(Data items)

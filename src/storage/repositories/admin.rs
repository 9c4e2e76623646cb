//! Admin repository implementation

use chrono::Utc;
use tracing::info;

use crate::models::admin::Admin;
use crate::storage::json_store::JsonStore;

/// Additional administrators beyond the configured operator account.
#[derive(Debug, Clone)]
pub struct AdminRepository {
    store: JsonStore,
}

impl AdminRepository {
    pub fn new(store: JsonStore) -> Self {
        Self { store }
    }

    pub async fn list(&self) -> Vec<Admin> {
        self.store.load().await
    }

    pub async fn is_admin(&self, user_id: i64) -> bool {
        self.list().await.iter().any(|a| a.admin_id == user_id)
    }

    /// Append an admin unless the id is already present.
    pub async fn add(&self, admin_id: i64, display_name: &str, permissions: Vec<String>) -> bool {
        let mut admins = self.list().await;

        if admins.iter().any(|a| a.admin_id == admin_id) {
            return false;
        }

        info!(admin_id = admin_id, "Adding admin");
        admins.push(Admin {
            admin_id,
            display_name: display_name.to_string(),
            added_at: Utc::now(),
            permissions,
        });
        self.store.save(&admins).await;
        true
    }

    /// Remove an admin by id; returns false when no record matched.
    pub async fn remove(&self, admin_id: i64) -> bool {
        let admins = self.list().await;
        let initial_count = admins.len();

        let remaining: Vec<Admin> = admins
            .into_iter()
            .filter(|a| a.admin_id != admin_id)
            .collect();

        if remaining.len() < initial_count {
            self.store.save(&remaining).await;
            true
        } else {
            false
        }
    }

    pub async fn permissions(&self, admin_id: i64) -> Vec<String> {
        self.list()
            .await
            .into_iter()
            .find(|a| a.admin_id == admin_id)
            .map(|a| a.permissions)
            .unwrap_or_default()
    }
}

__Goal of the exercise__: Only lines of the data holding the word "crate" go in the answer. Please copy each of them.

__Your solution__:
use crate::models::admin::Admin;
use crate::storage::json_store::JsonStore;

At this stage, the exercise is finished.